Ruben Pena, FORCE Advisory Chairman, shares the story of his first sale, and how he found out exactly what being an agent is all about.
“In April 1978, more specifically my birthday, my older brother (a Realtor) called me to ask if I would come by the office. It was bad news about the results of my state exam. I went over, and upon my arrival, I was surprised with a copy of my Texas RE license. I was so happy and fearful at the same time.
While at the office the phone rang. My brother said to answer it. I didn’t know what to say so he was writing my dialogue down as the call went on. The lady on the other end tells me she needs to buy a house. I said okay, took her name and number down, and told her I would work on it. I asked her a few questions, and she said she didn’t have a job and only $8k of what her deceased husband left her and the four kids.
My brother said it looked like I got a real buyer (sarcastically); no job, four kids, little money. We left to lunch and were diverted because of construction. We were forced to travel through another neighborhood and at our first turn, there it was, a FSBO. My brother said to get the number and call them when we got back to the office. I thought, ‘wow a flake buyer and a FSBO all in one hour; wonderful.’
When we got back from lunch I called the FSBO, and he said the house was a four bedroom, two bath, and separate living and dining, and he wanted $28k and $8K down to carry the note at 6 percent for 20 years.
I called the lady and told her I might have a house for her, so she agreed to meet me there. I drove over to the house and waited outside. I noticed a small group of people walking towards the house, and as they got closer, I was afraid it was her and her family. And so it was. She introduced herself and the kids and wanted to go inside. I told her I had not seen the house inside, so as I opened the house, the kids took off running through it, but they all came back into the living room and were crying. She was too. I apologized for the condition of the house, and she said to me, ‘I can’t afford this house.’ She explained it was like nothing she had ever seen. I thought it was because it needed so much work. She told me again that she needed to buy a house for her children and only had $8k to give, so I told her the owner would finance it, and that I would make an offer on her behalf. I asked her to come to the office with me. Of course, we didn’t fit in my two-door Toyota Corolla, so they walked to the office. My brother helped me write the offer and call the owner, who accepted the deal with $6k down and a sales price of $26,000 for 20 years. Her oldest daughter was a new school teacher, and they were going to use her income to pay for the house.
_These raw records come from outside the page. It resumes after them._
//! Gateway console binary.
//!
//! Connects the configured transport and logs every payload received from
//! the swarm as hex. Mostly useful for bring-up and link debugging.

use std::path::PathBuf;
use std::sync::atomic::{AtomicBool, Ordering};
use std::sync::Arc;
use std::time::Duration;

use clap::{Parser, Subcommand};
use tracing::{error, info};
use tracing_subscriber::EnvFilter;

use mira_gateway::{GatewayConfig, MqttConfig, SerialConfig, TransportConfig};

#[derive(Parser)]
#[command(name = "mira-gateway")]
#[command(about = "Bridge payloads between the mira swarm and this host")]
struct Cli {
    /// YAML configuration file (ignored when a transport subcommand is given).
    #[arg(long)]
    config: Option<PathBuf>,

    #[command(subcommand)]
    transport: Option<TransportCommand>,
}

#[derive(Subcommand)]
enum TransportCommand {
    /// Connect through a serial-attached gateway board.
    Serial {
        /// Device path of the gateway board.
        #[arg(long, default_value = "/dev/ttyACM0")]
        port: String,
        /// Baud rate of the gateway UART.
        #[arg(long, default_value_t = 1_000_000)]
        baudrate: u32,
    },
    /// Connect through an MQTT broker.
    Mqtt {
        /// Broker hostname.
        #[arg(long, default_value = "localhost")]
        host: String,
        /// Broker port.
        #[arg(long, default_value_t = 1883)]
        port: u16,
        /// Username for authentication.
        #[arg(long)]
        username: Option<String>,
        /// Password for authentication.
        #[arg(long)]
        password: Option<String>,
    },
}

impl TransportCommand {
    fn into_transport(self) -> TransportConfig {
        match self {
            TransportCommand::Serial { port, baudrate } => {
                TransportConfig::Serial(SerialConfig { port, baudrate })
            }
            TransportCommand::Mqtt {
                host,
                port,
                username,
                password,
            } => TransportConfig::Mqtt(MqttConfig {
                host,
                port,
                username,
                password,
                ..MqttConfig::default()
            }),
        }
    }
}

fn main() {
    tracing_subscriber::fmt()
        .with_env_filter(
            EnvFilter::try_from_default_env().unwrap_or_else(|_| EnvFilter::new("info")),
        )
        .init();

    let cli = Cli::parse();

    let config = if let Some(command) = cli.transport {
        GatewayConfig {
            transport: command.into_transport(),
        }
    } else if let Some(path) = cli.config {
        match GatewayConfig::from_file(&path) {
            Ok(config) => config,
            Err(e) => {
                error!("{}", e);
                std::process::exit(1);
            }
        }
    } else {
        error!("specify a transport subcommand or --config <file>");
        std::process::exit(1);
    };

    let mut adapter = config.build_adapter();
    let on_payload = Box::new(|payload: Vec<u8>| {
        info!("payload ({} bytes): {}", payload.len(), hex::encode(&payload));
    });
    if let Err(e) = adapter.init(on_payload) {
        error!("failed to start transport: {}", e);
        std::process::exit(1);
    }

    let running = Arc::new(AtomicBool::new(true));
    {
        let running = running.clone();
        if let Err(e) = ctrlc::set_handler(move || running.store(false, Ordering::Relaxed)) {
            error!("failed to install signal handler: {}", e);
        }
    }

    info!("gateway running, press Ctrl-C to stop");
    while running.load(Ordering::Relaxed) {
        std::thread::sleep(Duration::from_millis(100));
    }

    info!("shutting down");
    if let Err(e) = adapter.close() {
        error!("shutdown error: {}", e);
    }
}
The next day I needed to get her initials on a document. She asked me not come to her house, but I told her I did not want her walking to my office. I drove over after spending about an hour trying to find her house, which was in an alley, not a street. The house was what we call a shotgun house- thin and long. From the front door, you could see straight out the back; no hallways, no separate rooms, just all in a line. There was a small sofa, a small bed next to it, a stove, a very small refrigerator, a curtain with a shower stall, and a small bed next to it. They were deplorable conditions.
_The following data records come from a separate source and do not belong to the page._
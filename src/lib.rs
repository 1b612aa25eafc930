//! Hash Forge - brute-force search for short names with tiny hashes
//!
//! Enumerates names over `0-9a-z`, hashes each with Jenkins one-at-a-time and
//! reports every name whose hash falls below a threshold.

pub mod error;
pub mod hash;
pub mod prompt;
pub mod report;
pub mod search;
pub mod types;

// Re-export commonly used types
pub use error::{HashForgeError, Result};
pub use hash::jenkins_one_at_a_time;
pub use report::{ConsoleReporter, Reporter};
pub use search::{Candidate, SearchDriver};
pub use types::{Hit, RunSummary, SearchConfig, SearchMode};

/// Library version
pub const VERSION: &str = env!("CARGO_PKG_VERSION");

/// Filter used when `RUST_LOG` is not set
pub const DEFAULT_LOG_FILTER: &str = "hash_forge=warn";

/// Initialize the library
pub fn init() -> Result<()> {
    // Load .env file if it exists
    dotenv::dotenv().ok();
    Ok(())
}

/// Install the stderr tracing subscriber
pub fn init_tracing() -> Result<()> {
    let filter = tracing_subscriber::EnvFilter::try_from_default_env()
        .unwrap_or_else(|_| DEFAULT_LOG_FILTER.into());

    tracing_subscriber::fmt()
        .with_env_filter(filter)
        .with_writer(std::io::stderr)
        .try_init()
        .map_err(|e| HashForgeError::internal(format!("failed to initialize tracing: {}", e)))
}
//! The search loop: hash, compare, report, advance

use std::sync::atomic::{AtomicBool, Ordering};
use std::time::Instant;

use super::candidate::Candidate;
use super::counter::Odometer;
use crate::error::Result;
use crate::hash::jenkins_one_at_a_time;
use crate::report::Reporter;
use crate::types::{Hit, RunSummary, SearchConfig, SearchMode};

/// The stop flag is checked when `evaluated & STOP_POLL_MASK == 0`
pub const STOP_POLL_MASK: u64 = (1 << 12) - 1;

/// Reporters get a `tick` when `evaluated & TICK_MASK == 0`
pub const TICK_MASK: u64 = (1 << 20) - 1;

/// Events produced by evaluating one candidate
#[derive(Debug, Clone, PartialEq, Eq)]
pub struct Step {
    pub hit: Option<Hit>,
    /// Set when a progress interval completed; carries the running count
    pub progress: Option<u64>,
}

/// Owns the candidate buffer and walks it through the enumeration
pub struct SearchDriver {
    mode: SearchMode,
    candidate: Candidate,
    odometer: Odometer,
    threshold: u32,
    progress_interval: u64,
    limit: Option<u64>,
    evaluated: u64,
    hits: u64,
}

impl SearchDriver {
    /// Create a driver positioned at the first candidate of `mode`
    pub fn new(mode: SearchMode, config: &SearchConfig) -> Self {
        let candidate = Candidate::initial(&mode);
        let odometer = Odometer::for_mode(&mode, candidate.len());

        Self {
            mode,
            candidate,
            odometer,
            threshold: config.threshold,
            progress_interval: config.progress_interval.max(1),
            limit: config.limit,
            evaluated: 0,
            hits: 0,
        }
    }

    /// The candidate the next `step` will evaluate
    pub fn candidate(&self) -> &Candidate {
        &self.candidate
    }

    /// Candidates evaluated so far (wraps on overflow)
    pub fn evaluated(&self) -> u64 {
        self.evaluated
    }

    /// Evaluate the current candidate and advance to the next one
    #[inline]
    pub fn step(&mut self) -> Step {
        let hash = jenkins_one_at_a_time(self.candidate.as_bytes());
        let hit = if hash < self.threshold {
            self.hits += 1;
            Some(Hit {
                hash,
                name: self.candidate.to_string(),
            })
        } else {
            None
        };

        self.odometer.advance(self.candidate.as_bytes_mut());

        self.evaluated = self.evaluated.wrapping_add(1);
        let progress = if self.evaluated % self.progress_interval == 0 {
            Some(self.evaluated)
        } else {
            None
        };

        Step { hit, progress }
    }

    /// Run until `stop` is raised or the configured limit is reached.
    ///
    /// Without a limit this only returns once `stop` is set or the reporter
    /// fails to write.
    pub fn run<R: Reporter>(&mut self, reporter: &mut R, stop: &AtomicBool) -> Result<RunSummary> {
        let started = Instant::now();
        let start_count = self.evaluated;
        let start_hits = self.hits;

        tracing::info!(
            mode = %self.mode,
            cycle = %self.mode.cycle_length(),
            threshold = self.threshold,
            progress_interval = self.progress_interval,
            limit = ?self.limit,
            "search started"
        );

        loop {
            let done = self.evaluated.wrapping_sub(start_count);
            if self.limit.is_some_and(|limit| done >= limit) {
                tracing::info!(evaluated = done, "candidate limit reached");
                break;
            }
            if done & STOP_POLL_MASK == 0 && stop.load(Ordering::Relaxed) {
                tracing::info!(evaluated = done, "stop requested");
                break;
            }

            let step = self.step();
            if let Some(hit) = &step.hit {
                tracing::debug!(hash = hit.hash, name = %hit.name, "hit");
                reporter.hit(hit)?;
            }
            if let Some(count) = step.progress {
                reporter.progress(count)?;
            }
            if self.evaluated & TICK_MASK == 0 {
                reporter.tick(self.evaluated);
            }
        }

        let summary = RunSummary {
            evaluated: self.evaluated.wrapping_sub(start_count),
            hits: self.hits - start_hits,
            elapsed: started.elapsed(),
        };
        tracing::info!(
            evaluated = summary.evaluated,
            hits = summary.hits,
            rate = summary.rate(),
            "search stopped"
        );
        reporter.finish(&summary)?;
        Ok(summary)
    }
}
At that point, I was humbled and realized why she liked the property. I considered it to be a dump, but she saw a beautiful mansion. I knew then why they all were crying when they ran from room to room and said this room is mine and so on. I learned the lesson of never judging a book by its cover.
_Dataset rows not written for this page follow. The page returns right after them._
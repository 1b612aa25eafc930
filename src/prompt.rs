//! Interactive setup: pick a mode and its parameter

use std::io::{BufRead, Write};

use crate::error::{HashForgeError, Result};
use crate::types::{SearchMode, MAX_MIDDLE_LENGTH, MAX_NAME_LENGTH};
use crate::validation_error;

/// Source of answers for the setup questions
pub trait Prompter {
    /// Print an informational line
    fn say(&mut self, line: &str) -> Result<()>;

    /// Ask a question; `None` when input is exhausted
    fn ask(&mut self, question: &str) -> Result<Option<String>>;
}

/// Plain line-oriented prompts over any reader and writer.
///
/// Used when stdin is piped; the question is printed without a newline.
pub struct LinePrompter<R, W> {
    input: R,
    output: W,
}

impl<R: BufRead, W: Write> LinePrompter<R, W> {
    pub fn new(input: R, output: W) -> Self {
        Self { input, output }
    }

    pub fn into_output(self) -> W {
        self.output
    }
}

impl<R: BufRead, W: Write> Prompter for LinePrompter<R, W> {
    fn say(&mut self, line: &str) -> Result<()> {
        writeln!(self.output, "{}", line)?;
        Ok(())
    }

    fn ask(&mut self, question: &str) -> Result<Option<String>> {
        write!(self.output, "{}", question)?;
        self.output.flush()?;

        let mut line = String::new();
        if self.input.read_line(&mut line)? == 0 {
            return Ok(None);
        }
        Ok(Some(line))
    }
}

/// `inquire` text prompts for an interactive terminal
#[derive(Debug, Default)]
pub struct TerminalPrompter;

impl Prompter for TerminalPrompter {
    fn say(&mut self, line: &str) -> Result<()> {
        println!("{}", line);
        Ok(())
    }

    fn ask(&mut self, question: &str) -> Result<Option<String>> {
        let answer = inquire::Text::new(question.trim_end()).prompt()?;
        Ok(Some(answer))
    }
}

/// First whitespace-delimited token of an answer
fn first_token(answer: &str) -> Option<&str> {
    answer.split_whitespace().next()
}

/// Interpret the mode selector answer; only `1` and `2` are accepted
pub fn parse_choice(answer: &str) -> Result<u8> {
    match first_token(answer).map(str::parse::<i64>) {
        Some(Ok(1)) => Ok(1),
        Some(Ok(2)) => Ok(2),
        _ => Err(HashForgeError::invalid_choice(answer.trim())),
    }
}

/// Interpret the requested uniform length, clamped to `1..=16`.
///
/// Negative and oversized numbers are out of range rather than invalid, so
/// `-1` ends up as the maximum length.
pub fn parse_length(answer: &str) -> Result<SearchMode> {
    let token = first_token(answer).ok_or_else(|| validation_error!("no length given"))?;
    let digits = token.strip_prefix(['+', '-']).unwrap_or(token);
    if digits.is_empty() || !digits.bytes().all(|b| b.is_ascii_digit()) {
        return Err(validation_error!(
            "length must be a whole number, got {:?}",
            token
        ));
    }
    let length = match token.parse::<u64>() {
        Ok(length) => length,
        Err(_) if token.starts_with('-') && digits.bytes().all(|b| b == b'0') => 0,
        Err(_) => u64::MAX,
    };
    if length > MAX_NAME_LENGTH as u64 || length == 0 {
        tracing::warn!(requested = length, "length out of range, clamping");
    }
    Ok(SearchMode::uniform(length))
}

/// Ask the setup questions and build the search mode
pub fn collect_mode<P: Prompter>(prompter: &mut P) -> Result<SearchMode> {
    prompter.say("Choose formatting option:")?;
    prompter.say("1. Custom format (000_name_000)")?;
    prompter.say("2. Complete random format")?;

    let answer = prompter
        .ask("Enter your choice (1 or 2): ")?
        .ok_or_else(|| HashForgeError::invalid_choice(""))?;

    let mode = match parse_choice(&answer)? {
        1 => {
            let question = format!(
                "Enter the name you are looking for (max {} characters): ",
                MAX_MIDDLE_LENGTH
            );
            loop {
                let answer = prompter
                    .ask(&question)?
                    .ok_or_else(|| HashForgeError::config("no name given"))?;
                if let Some(token) = first_token(&answer) {
                    if token.len() > MAX_MIDDLE_LENGTH {
                        tracing::warn!(name = token, "name too long, truncating");
                    }
                    break SearchMode::templated(token);
                }
            }
        }
        _ => {
            let question = format!(
                "Enter the desired length for random names (max {}): ",
                MAX_NAME_LENGTH
            );
            let answer = prompter
                .ask(&question)?
                .ok_or_else(|| HashForgeError::config("no length given"))?;
            parse_length(&answer)?
        }
    };

    tracing::info!(mode = %mode, "search mode selected");
    Ok(mode)
}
We closed that Friday, and she thanked me so much. They had nothing to move; every piece of furniture was coming from family and friends. I continued to stay in touch with the family for years. At Christmas time, they used to bring me a can of homemade tamales. Through the years I helped the children buy properties, attended weddings and mom’s funeral, and to this day one of the children still live in the house.
From my first closing, I learned a great lesson, and that was to help people with their needs, not mine.”